A finales de setiembre, Vica fue a ver a Kartashov y antes incluso de cruzar el umbral le declaró:
– Alguien ha espiado mi sueño y lo está contando por la radio.
En un primer momento, Borís se desconcertó. «Ya estamos -pensó-. La chica padece de delírium trémens.» No tenía ni idea de lo que se hacía en estos casos. Tal vez debía explicarle que esas cosas no ocurrían, que se trataba de una jugada de la mente enferma. Tal vez debía asentir y decir amén a todo, fingiendo que se lo creía. Borís optó por una tercera variante que combinaba, a su modo de ver, la intención terapéutica y la apariencia de conformidad. Cuando, una semana más tarde, la muchacha continuaba con la manía, le propuso:
– Vamos a intentar dibujar ese sueño. Si existe alguna fuerza que te roba tus sueños, seguro que el dibujo la espantará.

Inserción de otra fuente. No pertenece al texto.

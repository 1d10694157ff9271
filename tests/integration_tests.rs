//! HTTP-level tests: router, security layers and prediction pipeline together.
//!
//! Run with: cargo test --test integration_tests

use std::path::PathBuf;
use std::sync::atomic::{AtomicUsize, Ordering};
use std::sync::Arc;
use std::time::Duration;

use axum::body::Body;
use axum::http::{header, Request, StatusCode};
use axum::response::Response;
use axum::Router;
use tower::ServiceExt;

use weather_predictor::error::ModelError;
use weather_predictor::http::{router, AppState};
use weather_predictor::model::{ModelSource, ModelStore, Regressor};
use weather_predictor::predictor::PredictionService;
use weather_predictor::security::{parse_limits, Csrf, RateLimiter};

const FIXTURE: &str = concat!(env!("CARGO_MANIFEST_DIR"), "/tests/fixtures/linear_model.json");
const REFERENCE_FORM: &str =
    "Temp=20&Humidity=50&DewPointTemp=15&WindSpeed=10&Rainfall=0&Hour=8";

struct Stub {
    calls: Arc<AtomicUsize>,
    output: Option<f64>,
}

impl Regressor for Stub {
    fn predict(&self, _batch: &[Vec<f64>]) -> anyhow::Result<Vec<f64>> {
        self.calls.fetch_add(1, Ordering::SeqCst);
        Ok(self.output.into_iter().collect())
    }
}

struct StubSource {
    calls: Arc<AtomicUsize>,
    output: Option<f64>,
    present: bool,
}

impl ModelSource for StubSource {
    fn load(&self) -> Result<Arc<dyn Regressor>, ModelError> {
        if !self.present {
            return Err(ModelError::Unavailable(PathBuf::from("my_saved_model.json")));
        }
        Ok(Arc::new(Stub {
            calls: self.calls.clone(),
            output: self.output,
        }))
    }

    fn describe(&self) -> String {
        "stub".into()
    }
}

struct Harness {
    app: Router,
    csrf: Arc<Csrf>,
    calls: Arc<AtomicUsize>,
}

fn harness_with(store: ModelStore, calls: Arc<AtomicUsize>, limits: &str) -> Harness {
    let csrf = Arc::new(
        Csrf::new(b"integration-secret", Duration::from_secs(3600))
            .unwrap()
            .exempt("/csp_report"),
    );
    let state = AppState {
        service: Arc::new(PredictionService::new(Arc::new(store))),
        csrf: csrf.clone(),
        limiter: Arc::new(RateLimiter::new(parse_limits(limits).unwrap())),
    };
    Harness {
        app: router(state),
        csrf,
        calls,
    }
}

fn harness(output: Option<f64>, present: bool) -> Harness {
    let calls = Arc::new(AtomicUsize::new(0));
    let store = ModelStore::new(StubSource {
        calls: calls.clone(),
        output,
        present,
    });
    harness_with(store, calls, "1000 per second")
}

impl Harness {
    async fn send(&self, req: Request<Body>) -> Response {
        self.app.clone().oneshot(req).await.unwrap()
    }

    async fn post_form(&self, form: &str) -> Response {
        let token = self.csrf.issue();
        let req = Request::builder()
            .method("POST")
            .uri("/")
            .header(header::CONTENT_TYPE, "application/x-www-form-urlencoded")
            .header(header::COOKIE, format!("csrf_token={}", token))
            .body(Body::from(format!("{}&csrf_token={}", form, token)))
            .unwrap();
        self.send(req).await
    }
}

fn get(uri: &str) -> Request<Body> {
    Request::builder().uri(uri).body(Body::empty()).unwrap()
}

async fn body_text(resp: Response) -> String {
    let bytes = axum::body::to_bytes(resp.into_body(), usize::MAX)
        .await
        .unwrap();
    String::from_utf8(bytes.to_vec()).unwrap()
}

#[tokio::test]
async fn form_page_issues_token_and_headers() {
    let h = harness(Some(0.5), true);
    let resp = h.send(get("/")).await;
    assert_eq!(resp.status(), StatusCode::OK);

    let csp = resp.headers()[header::CONTENT_SECURITY_POLICY].to_str().unwrap();
    assert!(csp.contains("report-uri /csp_report"));
    assert_eq!(resp.headers()[header::X_CONTENT_TYPE_OPTIONS], "nosniff");
    assert_eq!(resp.headers()[header::X_FRAME_OPTIONS], "DENY");

    let cookie = resp.headers()[header::SET_COOKIE].to_str().unwrap().to_owned();
    assert!(cookie.starts_with("csrf_token="));
    assert!(cookie.contains("HttpOnly"));
    let token = cookie
        .trim_start_matches("csrf_token=")
        .split(';')
        .next()
        .unwrap()
        .to_owned();
    assert!(h.csrf.verify(&token).is_ok());

    let html = body_text(resp).await;
    assert!(html.contains(&format!("value=\"{}\"", token)));
    assert!(!html.contains("<output>"));
}

#[tokio::test]
async fn reference_input_renders_prediction() {
    let h = harness(Some(-0.4567), true);
    let resp = h.post_form(REFERENCE_FORM).await;
    assert_eq!(resp.status(), StatusCode::OK);
    assert!(resp.headers().contains_key(header::CONTENT_SECURITY_POLICY));
    let html = body_text(resp).await;
    assert!(html.contains("<output>457</output>"), "{html}");
    assert_eq!(h.calls.load(Ordering::SeqCst), 1);
}

#[tokio::test]
async fn file_backed_model_end_to_end() {
    let calls = Arc::new(AtomicUsize::new(0));
    let h = harness_with(ModelStore::from_path(FIXTURE), calls, "1000 per second");
    let html = body_text(h.post_form(REFERENCE_FORM).await).await;
    // 0.25 + 0.01 * Temp(20) = 0.45
    assert!(html.contains("<output>450</output>"), "{html}");
}

#[tokio::test]
async fn overflowing_prediction_is_a_failure_not_a_number() {
    for temp in ["1e308", "-1e308"] {
        let calls = Arc::new(AtomicUsize::new(0));
        let h = harness_with(ModelStore::from_path(FIXTURE), calls, "1000 per second");
        let form = format!(
            "Temp={}&Humidity=50&DewPointTemp=15&WindSpeed=10&Rainfall=0&Hour=8",
            temp
        );
        let html = body_text(h.post_form(&form).await).await;
        assert!(html.contains("Prediction failed, please try again"), "{html}");
        assert!(!html.contains("<output>"), "{html}");
        assert!(!html.contains("9223372036854775807"));
    }
}

#[tokio::test]
async fn non_numeric_input_flashes_and_skips_model() {
    let h = harness(Some(1.0), true);
    let html = body_text(
        h.post_form("Temp=warm&Humidity=50&DewPointTemp=15&WindSpeed=10&Rainfall=0&Hour=8")
            .await,
    )
    .await;
    assert!(html.contains("Please enter valid numbers"));
    assert!(!html.contains("<output>"));
    assert_eq!(h.calls.load(Ordering::SeqCst), 0);
}

#[tokio::test]
async fn midnight_is_rejected_as_domain_error() {
    let h = harness(Some(1.0), true);
    let html = body_text(
        h.post_form("Temp=20&Humidity=50&DewPointTemp=15&WindSpeed=10&Rainfall=0&Hour=0")
            .await,
    )
    .await;
    assert!(html.contains("must both be non-zero"));
    assert!(!html.contains("<output>"));
    assert_eq!(h.calls.load(Ordering::SeqCst), 0);
}

#[tokio::test]
async fn missing_model_reports_unavailable() {
    let h = harness(Some(1.0), false);
    let html = body_text(h.post_form(REFERENCE_FORM).await).await;
    assert!(html.contains("Model not available"));
    assert!(!html.contains("<output>"));
    assert_eq!(h.calls.load(Ordering::SeqCst), 0);
}

#[tokio::test]
async fn empty_model_output_hides_detail() {
    let h = harness(None, true);
    let html = body_text(h.post_form(REFERENCE_FORM).await).await;
    assert!(html.contains("Prediction failed, please try again"));
    assert!(!html.contains("no output"));
}

#[tokio::test]
async fn post_without_token_is_refused() {
    let h = harness(Some(1.0), true);
    let req = Request::builder()
        .method("POST")
        .uri("/")
        .header(header::CONTENT_TYPE, "application/x-www-form-urlencoded")
        .body(Body::from(REFERENCE_FORM))
        .unwrap();
    let resp = h.send(req).await;
    assert_eq!(resp.status(), StatusCode::BAD_REQUEST);
    assert!(resp.headers().contains_key(header::CONTENT_SECURITY_POLICY));
    assert_eq!(body_text(resp).await, "The CSRF token is missing.");
    assert_eq!(h.calls.load(Ordering::SeqCst), 0);
}

#[tokio::test]
async fn post_with_foreign_token_is_refused() {
    let h = harness(Some(1.0), true);
    let forged = Csrf::new(b"attacker", Duration::from_secs(3600))
        .unwrap()
        .issue();
    let req = Request::builder()
        .method("POST")
        .uri("/")
        .header(header::CONTENT_TYPE, "application/x-www-form-urlencoded")
        .header(header::COOKIE, format!("csrf_token={}", forged))
        .body(Body::from(format!("{}&csrf_token={}", REFERENCE_FORM, forged)))
        .unwrap();
    let resp = h.send(req).await;
    assert_eq!(resp.status(), StatusCode::BAD_REQUEST);
    assert_eq!(body_text(resp).await, "The CSRF token is invalid.");
}

#[tokio::test]
async fn header_token_is_accepted() {
    let h = harness(Some(0.002), true);
    let token = h.csrf.issue();
    let req = Request::builder()
        .method("POST")
        .uri("/")
        .header(header::CONTENT_TYPE, "application/x-www-form-urlencoded")
        .header(header::COOKIE, format!("csrf_token={}", token))
        .header("X-CSRFToken", token)
        .body(Body::from(REFERENCE_FORM))
        .unwrap();
    let html = body_text(h.send(req).await).await;
    assert!(html.contains("<output>2</output>"), "{html}");
}

#[tokio::test]
async fn csp_report_is_exempt_and_acknowledged() {
    let h = harness(Some(1.0), true);
    let req = Request::builder()
        .method("POST")
        .uri("/csp_report")
        .header(header::CONTENT_TYPE, "application/csp-report")
        .body(Body::from(r#"{"csp-report":{"violated-directive":"script-src"}}"#))
        .unwrap();
    let resp = h.send(req).await;
    assert_eq!(resp.status(), StatusCode::OK);
    assert_eq!(body_text(resp).await, "done");
}

#[tokio::test]
async fn index_aliases_redirect_to_root() {
    let h = harness(Some(1.0), true);
    for uri in ["/index", "/index.htm", "/index.asp", "/index.php", "/index.html"] {
        let resp = h.send(get(uri)).await;
        assert_eq!(resp.status(), StatusCode::FOUND, "{uri}");
        assert_eq!(resp.headers()[header::LOCATION], "/");
    }
}

#[tokio::test]
async fn privacy_page_renders() {
    let h = harness(Some(1.0), true);
    let resp = h.send(get("/privacy.html")).await;
    assert_eq!(resp.status(), StatusCode::OK);
    assert!(body_text(resp).await.contains("Privacy policy"));
}

#[tokio::test]
async fn second_request_within_a_second_is_limited() {
    let calls = Arc::new(AtomicUsize::new(0));
    let store = ModelStore::new(StubSource {
        calls: calls.clone(),
        output: Some(1.0),
        present: true,
    });
    let h = harness_with(store, calls, "200 per day;100 per hour;1 per second");

    assert_eq!(h.send(get("/")).await.status(), StatusCode::OK);
    let resp = h.send(get("/")).await;
    assert_eq!(resp.status(), StatusCode::TOO_MANY_REQUESTS);
    assert_eq!(resp.headers()[header::RETRY_AFTER], "1");
    assert!(resp.headers().contains_key(header::CONTENT_SECURITY_POLICY));
    assert_eq!(body_text(resp).await, "Too Many Requests");
}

Al contrario de lo que Borís se temía, Vica no le dijo que no y le dejó hacer varios bosquejos hasta que logró representar algo muy parecido a lo que la joven soñaba. Pero no sirvió de nada. Día a día, Vica se mostraba más subyugada por su idea fija pero se negaba en redondo a admitir que estuviese enferma y a consultar a un psiquiatra. Fue el propio Kartashov quien finalmente pidió consejo a un especialista. El médico reconoció que los síntomas externos hacían suponer el inicio de un trastorno mental grave, que la idea de que alguien intentase influir sobre una persona desde una radio y que penetrase en sus pensamientos era característica del síndrome de Kandinsky-Clerambault, pero que no podía afirmar nada con absoluta certeza. Un médico no hacía diagnósticos sin ver al paciente. Si la joven rehusaba acudir a la consulta por su propia voluntad, sólo había una solución: él mismo, el médico, iría a casa de Kartashov haciéndose pasar por un amigo cuando Vica estuviera allí, se quedaría un par de horas, tomaría té y observaría con sus propios ojos a la enferma y su comportamiento. Acordaron organizar la visita en cuanto Borís regresara del viaje. Eso era todo. El 27 de octubre, Borís regresó de su viaje a Oriol, donde había hecho apuntes del natural para un libro que iba a publicar una editorial de aquella ciudad, y se enteró de que Vica había desaparecido y llevaba tres días sin ir a trabajar.